§ EXERCISE DIRECTIONS
Work out how many lines of the listing below include the string "packing", and give that number alone.

------------------------------------------------------------

//! Configuration ingest.
//!
//! Markets and pools enter the feeder either through environment variables
//! (`EXCHANGEPAIRS`, `POOLS`) or through JSON config files
//! (`config/exchangePairs/<venue>.json`, `config/symbolIdentification/<venue>.json`,
//! `config/pools/<chain>.json`, or the combined `pairs.json`). The watcher
//! re-reads the combined file periodically and signals on hash change.

pub mod env;
pub mod error;
pub mod files;
pub mod watcher;

pub use env::{
    env_or, exchange_pairs_from_env, global_watchdog_delay, pair_watchdog_delay, pools_from_env,
    watchdog_env_key,
};
pub use error::{ConfigError, Result};
pub use files::{
    pairs_from_combined, pairs_from_config, pools_from_config, symbol_map, CombinedPairsFile,
    PairEntry, PairsFile, PoolsFile, SymbolIdentification,
};
pub use watcher::{config_hash, flatten_combined, watch_pairs_file};

/// Default trigger cadence in seconds.
pub const DEFAULT_FREQUENCY_SECONDS: u64 = 20;
/// Default staleness tolerance in seconds.
pub const DEFAULT_TOLERANCE_SECONDS: i64 = 20;
/// Default interval between config reload checks in seconds.
pub const CONFIG_RELOAD_SECONDS: u64 = 30;
//! Data model for the feeder pipeline.
//!
//! Contains assets, pairs, exchanges, trades, tradesblocks and filter points,
//! along with the grouping and aggregation helpers shared by the collector,
//! the processor and the oracle updater.

pub mod asset;
pub mod error;
pub mod exchange;
pub mod filter;
pub mod pair;
pub mod stats;
pub mod trade;

pub use asset::Asset;
pub use error::{ModelError, Result};
pub use exchange::{exchange_by_name, supported_exchanges, Exchange, Pool};
pub use filter::{
    group_by_quote_asset, latest_timestamp, remove_old_points, values, FilterPoint, SourceType,
};
pub use pair::{exchangepair_map, pool_map, ticker_pair_map, ExchangePair, Pair};
pub use stats::{average, median, minimum};
pub use trade::{last_trade, Trade, TradesBlock};

/// Separator for entries in environment variables, i.e. `Binance:BTC-USDT,KuCoin:BTC-USDT`.
pub const ENV_SEPARATOR: &str = ",";
/// Separator for a pair ticker's assets, i.e. `BTC-USDT`.
pub const PAIR_TICKER_SEPARATOR: &str = "-";
/// Separator for a pair on a given exchange, i.e. `Binance:BTC-USDT`.
pub const EXCHANGE_PAIR_SEPARATOR: &str = ":";
//! Trades and tradesblocks.

use crate::asset::Asset;
use crate::exchange::Exchange;
use crate::pair::Pair;
use chrono::{DateTime, Utc};
use serde::{Deserialize, Serialize};

/// A single normalized trade.
///
/// Volume sign convention: positive = buy, negative = sell; the exact
/// folding of the wire side flag is venue-specific and preserved as-is by
/// each scraper.
#[derive(Debug, Clone, PartialEq, Serialize, Deserialize)]
pub struct Trade {
    pub quote_token: Asset,
    pub base_token: Asset,
    pub price: f64,
    pub volume: f64,
    pub time: DateTime<Utc>,
    pub exchange: Exchange,
    pub foreign_trade_id: String,
    /// Set for trades originating from a pool.
    #[serde(default)]
    pub pool_address: String,
}

impl Trade {
    /// The pair this trade belongs to.
    pub fn pair(&self) -> Pair {
        Pair::new(self.quote_token.clone(), self.base_token.clone())
    }
}

/// Trades of a single (venue, pair) market bounded by two consecutive ticks.
#[derive(Debug, Clone, Default, Serialize, Deserialize)]
pub struct TradesBlock {
    pub pair: Pair,
    pub trades: Vec<Trade>,
    pub start_time: DateTime<Utc>,
    pub end_time: DateTime<Utc>,
}

impl TradesBlock {
    pub fn new(pair: Pair, start_time: DateTime<Utc>) -> Self {
        Self {
            pair,
            trades: Vec::new(),
            start_time,
            end_time: start_time,
        }
    }

    pub fn push(&mut self, trade: Trade) {
        self.trades.push(trade);
    }

    pub fn len(&self) -> usize {
        self.trades.len()
    }

    pub fn is_empty(&self) -> bool {
        self.trades.is_empty()
    }
}

/// The most recent trade of the slice.
pub fn last_trade(trades: &[Trade]) -> Option<&Trade> {
    trades.iter().max_by_key(|t| t.time)
}

#[cfg(test)]
mod tests {
    use super::*;
    use chrono::TimeZone;

    fn trade_at(secs: i64, price: f64) -> Trade {
        Trade {
            quote_token: Asset::default(),
            base_token: Asset::default(),
            price,
            volume: 1.0,
            time: Utc.timestamp_opt(secs, 0).unwrap(),
            exchange: Exchange::default(),
            foreign_trade_id: String::new(),
            pool_address: String::new(),
        }
    }

    #[test]
    fn test_last_trade_picks_most_recent() {
        let trades = vec![trade_at(10, 1.0), trade_at(30, 3.0), trade_at(20, 2.0)];
        assert_eq!(last_trade(&trades).unwrap().price, 3.0);
    }

    #[test]
    fn test_last_trade_empty() {
        assert!(last_trade(&[]).is_none());
    }

    #[test]
    fn test_block_accumulates() {
        let mut block = TradesBlock::new(Pair::default(), Utc::now());
        assert!(block.is_empty());
        block.push(trade_at(1, 1.0));
        block.push(trade_at(2, 2.0));
        assert_eq!(block.len(), 2);
    }
}
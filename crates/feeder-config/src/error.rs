//! Error types for feeder-config.

use thiserror::Error;

#[derive(Debug, Error)]
pub enum ConfigError {
    #[error("IO error: {0}")]
    Io(#[from] std::io::Error),

    #[error("JSON error: {0}")]
    Json(#[from] serde_json::Error),

    #[error("Model error: {0}")]
    Model(#[from] feeder_models::ModelError),

    #[error("Invalid environment entry: {0}")]
    InvalidEnvEntry(String),

    #[error("Invalid value for {key}: {value}")]
    InvalidValue { key: String, value: String },
}

pub type Result<T> = std::result::Result<T, ConfigError>;
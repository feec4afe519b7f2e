//! Stage 2 metafilters: one scalar price per quote asset.

use feeder_models::{
    average, group_by_quote_asset, latest_timestamp, median, minimum, values, FilterPoint, Pair,
};
use tracing::warn;

/// Cross-market aggregation variants. Selection is by configuration.
#[derive(Debug, Clone, Copy, PartialEq, Eq, Default)]
pub enum MetafilterType {
    #[default]
    Median,
    Average,
    Minimum,
}

impl MetafilterType {
    pub fn from_env() -> Self {
        let raw = feeder_config::env_or("METAFILTER_TYPE", "Median");
        match raw.as_str() {
            "Median" => Self::Median,
            "Average" => Self::Average,
            "Minimum" => Self::Minimum,
            other => {
                warn!(metafilter = other, "Unknown metafilter type, using Median");
                Self::Median
            }
        }
    }

    pub fn name(&self) -> &'static str {
        match self {
            Self::Median => "median",
            Self::Average => "average",
            Self::Minimum => "minimum",
        }
    }

    fn aggregate(&self, xs: &[f64]) -> Option<f64> {
        match self {
            Self::Median => median(xs),
            Self::Average => average(xs),
            Self::Minimum => minimum(xs),
        }
    }
}

/// Collapse the points of each quote asset into a single point.
///
/// The output point keeps the base token of an arbitrary member
/// (conventionally USD), the group's latest timestamp, and the
/// metafilter's name.
pub fn apply(metafilter: MetafilterType, points: Vec<FilterPoint>) -> Vec<FilterPoint> {
    let mut aggregated = Vec::new();
    for (asset, members) in group_by_quote_asset(points) {
        // Grouping derives from at least one survivor, so the aggregate
        // exists; guard anyway rather than panic on an empty group.
        let Some(value) = metafilter.aggregate(&values(&members)) else {
            continue;
        };
        let time = latest_timestamp(&members);
        let first = &members[0];
        aggregated.push(FilterPoint {
            pair: Pair::new(asset, first.pair.base_token.clone()),
            source_type: first.source_type,
            source: String::new(),
            value,
            name: metafilter.name().to_string(),
            time,
        });
    }
    aggregated
}

#[cfg(test)]
mod tests {
    use super::*;
    use chrono::{TimeZone, Utc};
    use feeder_models::{Asset, SourceType};

    fn point(symbol: &str, value: f64, secs: i64) -> FilterPoint {
        FilterPoint {
            pair: Pair::new(
                Asset {
                    symbol: symbol.to_string(),
                    address: format!("0x{symbol}"),
                    blockchain: "Ethereum".to_string(),
                    ..Default::default()
                },
                Asset::fiat_usd(),
            ),
            source_type: SourceType::Cex,
            source: "Binance".to_string(),
            value,
            name: "lastprice".to_string(),
            time: Utc.timestamp_opt(secs, 0).unwrap(),
        }
    }

    #[test]
    fn test_median_across_markets() {
        let points = vec![point("ETH", 2000.0, 100), point("ETH", 2010.0, 101)];
        let aggregated = apply(MetafilterType::Median, points);
        assert_eq!(aggregated.len(), 1);
        assert_eq!(aggregated[0].value, 2005.0);
        assert_eq!(aggregated[0].name, "median");
        assert_eq!(aggregated[0].pair.quote_token.symbol, "ETH");
        assert!(aggregated[0].pair.base_token.is_fiat_usd());
        // Latest member timestamp wins.
        assert_eq!(aggregated[0].time.timestamp(), 101);
    }

    #[test]
    fn test_one_point_per_asset() {
        let points = vec![
            point("BTC", 50000.0, 100),
            point("ETH", 2000.0, 100),
            point("BTC", 50100.0, 100),
        ];
        let aggregated = apply(MetafilterType::Median, points);
        assert_eq!(aggregated.len(), 2);
        let mut symbols: Vec<&str> = aggregated
            .iter()
            .map(|p| p.pair.quote_token.symbol.as_str())
            .collect();
        symbols.sort_unstable();
        assert_eq!(symbols, vec!["BTC", "ETH"]);
    }

    #[test]
    fn test_minimum_variant() {
        let points = vec![point("ETH", 2000.0, 100), point("ETH", 2010.0, 101)];
        let aggregated = apply(MetafilterType::Minimum, points);
        assert_eq!(aggregated[0].value, 2000.0);
        assert_eq!(aggregated[0].name, "minimum");
    }

    #[test]
    fn test_empty_input() {
        assert!(apply(MetafilterType::Median, Vec::new()).is_empty());
    }
}
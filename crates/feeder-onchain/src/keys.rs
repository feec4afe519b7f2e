//! Operator key loading.
//!
//! The key is loaded once at startup. The hex string and the decoded
//! secret bytes are both held in `Zeroizing` wrappers so they are scrubbed
//! from memory once the signer is constructed; only the derived address is
//! ever logged.

use crate::error::{OnchainError, OnchainResult};
use alloy::primitives::Address;
use alloy::signers::local::PrivateKeySigner;
use tracing::info;
use zeroize::Zeroizing;

/// Build the operator signer from a hex private key, tolerating a 0x
/// prefix and whitespace. Consumes the key material; it is zeroized on
/// return.
pub fn load_signer(private_key_hex: Zeroizing<String>) -> OnchainResult<PrivateKeySigner> {
    let secret_bytes = parse_hex_key(&private_key_hex)?;
    let signer = PrivateKeySigner::from_slice(&secret_bytes)
        .map_err(|e| OnchainError::InvalidKey(e.to_string()))?;
    info!(address = %signer.address(), "Loaded operator key");
    Ok(signer)
}

fn parse_hex_key(hex_str: &str) -> OnchainResult<Zeroizing<Vec<u8>>> {
    let trimmed = hex_str.trim().trim_start_matches("0x");
    Ok(Zeroizing::new(hex::decode(trimmed)?))
}

/// Parse a contract or wallet address.
pub fn parse_address(raw: &str) -> OnchainResult<Address> {
    raw.trim()
        .parse()
        .map_err(|_| OnchainError::InvalidAddress(raw.to_string()))
}
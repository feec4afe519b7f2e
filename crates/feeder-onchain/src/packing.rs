//! Oracle word packing.
//!
//! One 256-bit word carries the price at precision 8 in the high 128 bits
//! and the unix timestamp in the low 128 bits.

use crate::error::{OnchainError, OnchainResult};
use alloy::primitives::U256;

/// Price scale: 8 decimal digits.
const PRICE_SCALE: f64 = 1e8;

/// Pack `(round(value * 1e8) << 128) | timestamp`.
pub fn pack(value: f64, timestamp: i64) -> OnchainResult<U256> {
    if !value.is_finite() || value < 0.0 {
        return Err(OnchainError::ValueOutOfRange(value));
    }
    let scaled = (value * PRICE_SCALE).round();
    // u128::MAX as f64
    if scaled >= 340_282_366_920_938_463_463_374_607_431_768_211_455f64 {
        return Err(OnchainError::ValueOutOfRange(value));
    }
    if timestamp < 0 {
        return Err(OnchainError::TimestampOutOfRange(timestamp));
    }
    let word = (U256::from(scaled as u128) << 128) | U256::from(timestamp as u128);
    Ok(word)
}

/// Inverse of [`pack`], for diagnostics and tests.
pub fn unpack(word: U256) -> (f64, i64) {
    let mask = (U256::from(1u8) << 128) - U256::from(1u8);
    let masked: U256 = word & mask;
    let timestamp = masked.to::<u128>() as i64;
    let shifted: U256 = word >> 128;
    let scaled = shifted.to::<u128>();
    (scaled as f64 / PRICE_SCALE, timestamp)
}
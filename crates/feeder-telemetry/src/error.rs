//! Error types for feeder-telemetry.

use thiserror::Error;

#[derive(Debug, Error)]
pub enum TelemetryError {
    #[error("Prometheus error: {0}")]
    Prometheus(#[from] prometheus::Error),

    #[error("HTTP error: {0}")]
    Http(#[from] reqwest::Error),

    #[error("Invalid listen address: {0}")]
    ListenAddr(String),

    #[error("Logging init failed: {0}")]
    Logging(String),

    #[error("IO error: {0}")]
    Io(#[from] std::io::Error),
}

pub type TelemetryResult<T> = Result<T, TelemetryError>;
//! Two-stage aggregation pipeline.
//!
//! Stage 1 collapses each tradesblock into one USD-denominated price point;
//! stale points are then evicted, and Stage 2 collapses the survivors into
//! one point per quote asset. The processor never fails a tick: bad blocks
//! are skipped with a warning.

pub mod error;
pub mod filters;
pub mod metafilters;
pub mod quotation;

pub use error::{ProcessorError, ProcessorResult};
pub use filters::FilterType;
pub use metafilters::MetafilterType;
pub use quotation::{DiaApiQuoter, UsdQuoter};

use chrono::{DateTime, Utc};
use feeder_models::{
    exchange_by_name, remove_old_points, ExchangePair, FilterPoint, Pool, SourceType, TradesBlock,
};
use feeder_models::exchange::SIMULATION_EXCHANGE;
use feeder_scrapers::{run_collector, ScraperDeps};
use std::collections::HashMap;
use std::sync::Arc;
use tokio::sync::mpsc;
use tokio_util::sync::CancellationToken;
use tracing::{info, warn};

/// Processor configuration.
#[derive(Debug, Clone, Copy)]
pub struct ProcessorConfig {
    /// Points older than `now - tolerance_seconds` are evicted before Stage 2.
    pub tolerance_seconds: i64,
    pub filter: FilterType,
    pub metafilter: MetafilterType,
}

impl ProcessorConfig {
    pub fn from_env() -> Self {
        let tolerance_seconds = feeder_config::env_or(
            "TOLERANCE_SECONDS",
            &feeder_config::DEFAULT_TOLERANCE_SECONDS.to_string(),
        )
        .parse()
        .unwrap_or(feeder_config::DEFAULT_TOLERANCE_SECONDS);
        Self {
            tolerance_seconds,
            filter: FilterType::from_env(),
            metafilter: MetafilterType::from_env(),
        }
    }
}

impl Default for ProcessorConfig {
    fn default() -> Self {
        Self {
            tolerance_seconds: feeder_config::DEFAULT_TOLERANCE_SECONDS,
            filter: FilterType::default(),
            metafilter: MetafilterType::default(),
        }
    }
}

/// Run the processor and the collector feeding it.
///
/// The collector is spawned in the background with a dedicated tradesblock
/// channel (capacity 1, so the processor paces the collector) and this loop
/// handles one block map per tick until shutdown.
pub async fn run_processor(
    exchange_pairs: Vec<ExchangePair>,
    pools: Vec<Pool>,
    filters_tx: mpsc::Sender<Vec<FilterPoint>>,
    trigger_rx: mpsc::Receiver<DateTime<Utc>>,
    shutdown: CancellationToken,
    quoter: Arc<dyn UsdQuoter>,
    deps: ScraperDeps,
    config: ProcessorConfig,
) {
    info!(?config, "Start processor");
    let (tradesblock_tx, mut tradesblock_rx) = mpsc::channel::<HashMap<String, TradesBlock>>(1);
    tokio::spawn(run_collector(
        exchange_pairs,
        pools,
        tradesblock_tx,
        trigger_rx,
        shutdown.clone(),
        deps,
    ));

    loop {
        tokio::select! {
            () = shutdown.cancelled() => return,
            maybe = tradesblock_rx.recv() => {
                let Some(blocks) = maybe else { return };
                let points = process_tick(blocks, quoter.as_ref(), &config).await;
                if filters_tx.send(points).await.is_err() {
                    return;
                }
            }
        }
    }
}

/// Run both aggregation stages over one tick's tradesblocks.
pub async fn process_tick(
    blocks: HashMap<String, TradesBlock>,
    quoter: &dyn UsdQuoter,
    config: &ProcessorConfig,
) -> Vec<FilterPoint> {
    let mut points = Vec::with_capacity(blocks.len());

    for (identifier, block) in blocks {
        info!(identifier = %identifier, trades = block.len(), "Tradesblock");
        if !block.pair.quote_token.is_resolved() {
            warn!(identifier = %identifier, "Rejecting block with unresolved assets");
            continue;
        }
        let source = identifier
            .split(':')
            .next()
            .unwrap_or_default()
            .to_string();
        let value = match config.filter {
            FilterType::LastPrice => filters::last_price(&block.trades, quoter, true).await,
        };
        match value {
            Ok((value, _)) => points.push(FilterPoint {
                pair: block.pair.clone(),
                source_type: source_type(&source),
                source,
                value,
                name: config.filter.name().to_string(),
                time: block.end_time,
            }),
            Err(e) => warn!(identifier = %identifier, error = %e, "Stage 1 filter failed, skipping block"),
        }
    }

    let (points, removed) = remove_old_points(points, config.tolerance_seconds, Utc::now());
    if removed > 0 {
        warn!(removed, "Removed old filter points");
    }

    metafilters::apply(config.metafilter, points)
}

fn source_type(exchange: &str) -> SourceType {
    if exchange == SIMULATION_EXCHANGE {
        return SourceType::Simulation;
    }
    match exchange_by_name(exchange) {
        Ok(venue) if venue.centralized => SourceType::Cex,
        Ok(_) => SourceType::Dex,
        Err(_) => SourceType::Cex,
    }
}

#[cfg(test)]
mod tests {
    use super::*;

    #[test]
    fn test_source_type_mapping() {
        assert_eq!(source_type("Binance"), SourceType::Cex);
        assert_eq!(source_type("UniswapV2"), SourceType::Dex);
        assert_eq!(source_type("Simulation"), SourceType::Simulation);
    }

    #[test]
    fn test_config_default() {
        let config = ProcessorConfig::default();
        assert_eq!(config.tolerance_seconds, 20);
        assert_eq!(config.metafilter, MetafilterType::Median);
    }
}
//! GateIO trade scraper.

use crate::{
    init_last_trade_times, resubscribe_loop, spawn_pair_watchdogs, touch_pair, ScraperError,
    ScraperResult, MAX_ERR_COUNT, RESTART_WAIT_TIME,
};
use chrono::{TimeZone, Utc};
use feeder_models::exchange::GATEIO_EXCHANGE;
use feeder_models::{ticker_pair_map, Exchange, ExchangePair, Pair, Trade};
use feeder_ws::{SessionConfig, SubscriptionTracker, WsResult, WsSession, WsWriteHandle};
use serde::{Deserialize, Serialize};
use std::collections::HashMap;
use std::sync::Arc;
use tokio::sync::mpsc;
use tokio_util::sync::CancellationToken;
use tracing::{error, info};

const WS_URL: &str = "wss://api.gateio.ws/ws/v4/";

#[derive(Debug, Serialize)]
struct SubscribeMessage {
    time: i64,
    channel: &'static str,
    event: &'static str,
    payload: Vec<String>,
}

#[derive(Debug, Default, Deserialize)]
struct WireMessage {
    #[serde(default)]
    channel: String,
    #[serde(default)]
    event: String,
    #[serde(default)]
    result: Option<WireTrade>,
}

#[derive(Debug, Default, Deserialize)]
struct WireTrade {
    #[serde(default)]
    id: i64,
    #[serde(default)]
    create_time: i64,
    #[serde(default)]
    side: String,
    #[serde(default)]
    currency_pair: String,
    #[serde(default)]
    amount: String,
    #[serde(default)]
    price: String,
}

pub async fn run(
    pairs: Vec<ExchangePair>,
    trades_tx: mpsc::Sender<Trade>,
    shutdown: CancellationToken,
) -> ScraperResult<()> {
    run_with_url(WS_URL.to_string(), pairs, trades_tx, shutdown).await
}

async fn run_with_url(
    url: String,
    pairs: Vec<ExchangePair>,
    trades_tx: mpsc::Sender<Trade>,
    shutdown: CancellationToken,
) -> ScraperResult<()> {
    info!("Started GateIO scraper");
    let ticker_map = ticker_pair_map(&pairs);
    let config = SessionConfig::new(url);
    let mut session = WsSession::connect_with_retry(&config, &shutdown).await?;
    let write = session.write_handle();

    let subscriptions = Arc::new(SubscriptionTracker::new());
    for pair in &pairs {
        if let Err(e) = send_subscribe(write.clone(), pair.clone(), true).await {
            error!(pair = %pair.foreign_name, error = %e, "GateIO - subscribe");
        } else {
            info!(pair = %pair.foreign_name, "GateIO - subscribed to pair");
            subscriptions.mark_subscribing(&pair.foreign_name);
        }
    }

    let last_trade_times = init_last_trade_times(&pairs);
    let subscribe_rx = spawn_pair_watchdogs(&pairs, &last_trade_times, &shutdown);
    {
        let write = write.clone();
        let subscriptions = subscriptions.clone();
        let shutdown = shutdown.clone();
        tokio::spawn(async move {
            resubscribe_loop(
                GATEIO_EXCHANGE,
                subscribe_rx,
                subscriptions,
                shutdown,
                |pair, subscribe| send_subscribe(write.clone(), pair, subscribe),
            )
            .await;
        });
    }

    let mut err_count = 0u32;
    loop {
        tokio::select! {
            () = shutdown.cancelled() => {
                write.close().await;
                return Ok(());
            }
            message = session.read_text() => {
                let text = match message {
                    Ok(text) => text,
                    Err(e) if e.is_transport_closed() => return Err(e.into()),
                    Err(e) => {
                        error!(error = %e, "GateIO - read");
                        err_count += 1;
                        if err_count > MAX_ERR_COUNT {
                            tokio::time::sleep(RESTART_WAIT_TIME).await;
                            return Err(ScraperError::TooManyReadErrors { exchange: GATEIO_EXCHANGE });
                        }
                        continue;
                    }
                };
                match parse_message(&text, &ticker_map) {
                    Ok(Some(trade)) => {
                        let foreign = format!(
                            "{}-{}",
                            trade.quote_token.symbol, trade.base_token.symbol
                        );
                        touch_pair(&last_trade_times, &foreign, trade.time);
                        subscriptions.mark_live(&foreign);
                        if trades_tx.send(trade).await.is_err() {
                            return Err(ScraperError::ChannelClosed);
                        }
                    }
                    Ok(None) => {}
                    Err(e) => {
                        error!(error = %e, "GateIO - parse message");
                        err_count += 1;
                        if err_count > MAX_ERR_COUNT {
                            tokio::time::sleep(RESTART_WAIT_TIME).await;
                            return Err(ScraperError::TooManyReadErrors { exchange: GATEIO_EXCHANGE });
                        }
                    }
                }
            }
        }
    }
}

async fn send_subscribe(write: WsWriteHandle, pair: ExchangePair, subscribe: bool) -> WsResult<()> {
    let message = SubscribeMessage {
        time: Utc::now().timestamp(),
        channel: "spot.trades",
        event: if subscribe { "subscribe" } else { "unsubscribe" },
        payload: vec![wire_ticker(&pair.foreign_name)],
    };
    write.send_json(&message).await
}

/// `BTC-USDT` -> `BTC_USDT`.
fn wire_ticker(foreign_name: &str) -> String {
    foreign_name.replace('-', "_")
}

fn parse_message(text: &str, ticker_map: &HashMap<String, Pair>) -> ScraperResult<Option<Trade>> {
    let message: WireMessage = serde_json::from_str(text)?;
    if message.channel != "spot.trades" || message.event != "update" {
        return Ok(None);
    }
    let Some(result) = message.result else {
        return Ok(None);
    };
    if result.currency_pair.is_empty() {
        return Ok(None);
    }
    Ok(Some(parse_trade(result, ticker_map)?))
}

fn parse_trade(result: WireTrade, ticker_map: &HashMap<String, Pair>) -> ScraperResult<Trade> {
    let price = result.price.parse::<f64>()?;
    let mut volume = result.amount.parse::<f64>()?;
    if result.side == "sell" {
        volume = -volume;
    }
    let time = Utc
        .timestamp_opt(result.create_time, 0)
        .single()
        .ok_or_else(|| ScraperError::Timestamp(format!("{}s", result.create_time)))?;
    let pair = ticker_map
        .get(&result.currency_pair.replace('_', ""))
        .cloned()
        .unwrap_or_default();
    Ok(Trade {
        quote_token: pair.quote_token,
        base_token: pair.base_token,
        price,
        volume,
        time,
        exchange: Exchange::centralized(GATEIO_EXCHANGE),
        foreign_trade_id: format!("{:x}", result.id),
        pool_address: String::new(),
    })
}

#[cfg(test)]
mod tests {
    use super::*;
    use feeder_models::Asset;

    fn ticker_map() -> HashMap<String, Pair> {
        let mut map = HashMap::new();
        map.insert(
            "ETHUSDT".to_string(),
            Pair::new(
                Asset {
                    symbol: "ETH".to_string(),
                    ..Default::default()
                },
                Asset {
                    symbol: "USDT".to_string(),
                    ..Default::default()
                },
            ),
        );
        map
    }

    #[test]
    fn test_parse_trade_update() {
        let text = r#"{"time":1700000000,"channel":"spot.trades","event":"update","result":{"id":255,"create_time":1700000000,"create_time_ms":"1700000000123","side":"buy","currency_pair":"ETH_USDT","amount":"1.5","price":"2000.25"}}"#;
        let trade = parse_message(text, &ticker_map()).unwrap().unwrap();
        assert_eq!(trade.price, 2000.25);
        assert_eq!(trade.volume, 1.5);
        assert_eq!(trade.quote_token.symbol, "ETH");
        // Foreign trade id is hex-formatted.
        assert_eq!(trade.foreign_trade_id, "ff");
        assert_eq!(trade.time.timestamp(), 1_700_000_000);
    }

    #[test]
    fn test_sell_negates_volume() {
        let text = r#"{"time":1700000000,"channel":"spot.trades","event":"update","result":{"id":1,"create_time":1700000000,"side":"sell","currency_pair":"ETH_USDT","amount":"2.0","price":"2000"}}"#;
        let trade = parse_message(text, &ticker_map()).unwrap().unwrap();
        assert_eq!(trade.volume, -2.0);
    }

    #[test]
    fn test_subscribe_ack_skipped() {
        let ack = r#"{"time":1700000000,"channel":"spot.trades","event":"subscribe","result":{"status":"success"}}"#;
        assert!(parse_message(ack, &ticker_map()).unwrap().is_none());
    }

    #[tokio::test]
    async fn test_scraper_against_mock_venue() {
        use crate::testutil::MockVenueServer;

        let server = MockVenueServer::start().await;
        let pair = ExchangePair {
            exchange: GATEIO_EXCHANGE.to_string(),
            foreign_name: "ETH-USDT".to_string(),
            underlying_pair: ticker_map()["ETHUSDT"].clone(),
            watchdog_delay: 0,
        };
        let (trades_tx, mut trades_rx) = mpsc::channel(8);
        let shutdown = CancellationToken::new();
        let handle = tokio::spawn(run_with_url(
            server.url(),
            vec![pair],
            trades_tx,
            shutdown.clone(),
        ));

        server
            .push_text(r#"{"time":1700000000,"channel":"spot.trades","event":"update","result":{"id":42,"create_time":1700000000,"side":"sell","currency_pair":"ETH_USDT","amount":"1.25","price":"2001.5"}}"#)
            .await;

        let trade = trades_rx.recv().await.unwrap();
        assert_eq!(trade.price, 2001.5);
        assert_eq!(trade.volume, -1.25);
        assert_eq!(trade.quote_token.symbol, "ETH");
        assert_eq!(trade.exchange.name, GATEIO_EXCHANGE);

        // The subscription went out over the socket.
        tokio::time::sleep(std::time::Duration::from_millis(200)).await;
        let sent = server.received().await;
        assert!(sent.iter().any(|m| m.contains("spot.trades") && m.contains("ETH_USDT")));

        shutdown.cancel();
        handle.await.unwrap().unwrap();
    }
}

------------------------------------------------------------

§ COMPLETED TASK
2